Could you output all of the records below exactly as they appear?

---------- RECORDS PROVIDED ----------

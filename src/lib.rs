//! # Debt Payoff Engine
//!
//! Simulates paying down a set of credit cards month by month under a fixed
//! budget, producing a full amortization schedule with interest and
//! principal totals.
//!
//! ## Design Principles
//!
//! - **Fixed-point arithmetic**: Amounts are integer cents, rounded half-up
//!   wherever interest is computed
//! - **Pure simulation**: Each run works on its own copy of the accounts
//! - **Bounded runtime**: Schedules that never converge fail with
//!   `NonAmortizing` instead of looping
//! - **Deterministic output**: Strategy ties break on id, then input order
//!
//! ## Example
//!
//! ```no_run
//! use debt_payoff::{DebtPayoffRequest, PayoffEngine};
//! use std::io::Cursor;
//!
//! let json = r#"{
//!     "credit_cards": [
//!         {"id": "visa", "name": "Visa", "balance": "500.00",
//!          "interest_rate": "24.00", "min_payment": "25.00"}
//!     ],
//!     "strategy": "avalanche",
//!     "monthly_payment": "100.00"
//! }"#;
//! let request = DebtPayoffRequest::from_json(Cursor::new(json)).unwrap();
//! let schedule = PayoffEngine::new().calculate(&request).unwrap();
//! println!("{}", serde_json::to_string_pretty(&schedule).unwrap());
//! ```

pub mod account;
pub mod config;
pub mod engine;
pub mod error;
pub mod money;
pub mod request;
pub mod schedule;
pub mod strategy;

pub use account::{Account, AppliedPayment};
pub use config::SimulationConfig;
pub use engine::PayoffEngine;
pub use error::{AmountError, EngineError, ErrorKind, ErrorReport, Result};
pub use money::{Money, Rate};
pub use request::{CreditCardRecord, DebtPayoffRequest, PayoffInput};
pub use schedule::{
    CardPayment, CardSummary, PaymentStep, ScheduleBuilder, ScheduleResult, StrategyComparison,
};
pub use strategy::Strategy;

----------

**RESPONSE TO THE TASK:**
filename src/lib.rs
//! # Debt Payoff Engine
//!
//! Simulates paying down a set of credit cards month by month under a fixed
//! budget, producing a full amortization schedule with interest and
//! principal totals.
//!
//! ## Design Principles
//!
//! - **Fixed-point arithmetic**: Amounts are integer cents, rounded half-up
//!   wherever interest is computed
//! - **Pure simulation**: Each run works on its own copy of the accounts
//! - **Bounded runtime**: Schedules that never converge fail with
//!   `NonAmortizing` instead of looping
//! - **Deterministic output**: Strategy ties break on id, then input order
//!
//! ## Example
//!
//! ```no_run
//! use debt_payoff::{DebtPayoffRequest, PayoffEngine};
//! use std::io::Cursor;
//!
//! let json = r#"{
//!     "credit_cards": [
//!         {"id": "visa", "name": "Visa", "balance": "500.00",
//!          "interest_rate": "24.00", "min_payment": "25.00"}
//!     ],
//!     "strategy": "avalanche",
//!     "monthly_payment": "100.00"
//! }"#;
//! let request = DebtPayoffRequest::from_json(Cursor::new(json)).unwrap();
//! let schedule = PayoffEngine::new().calculate(&request).unwrap();
//! println!("{}", serde_json::to_string_pretty(&schedule).unwrap());
//! ```

pub mod account;
pub mod config;
pub mod engine;
pub mod error;
pub mod money;
pub mod request;
pub mod schedule;
pub mod strategy;

pub use account::{Account, AppliedPayment};
pub use config::SimulationConfig;
pub use engine::PayoffEngine;
pub use error::{AmountError, EngineError, ErrorKind, ErrorReport, Result};
pub use money::{Money, Rate};
pub use request::{CreditCardRecord, DebtPayoffRequest, PayoffInput};
pub use schedule::{
    CardPayment, CardSummary, PaymentStep, ScheduleBuilder, ScheduleResult, StrategyComparison,
};
pub use strategy::Strategy;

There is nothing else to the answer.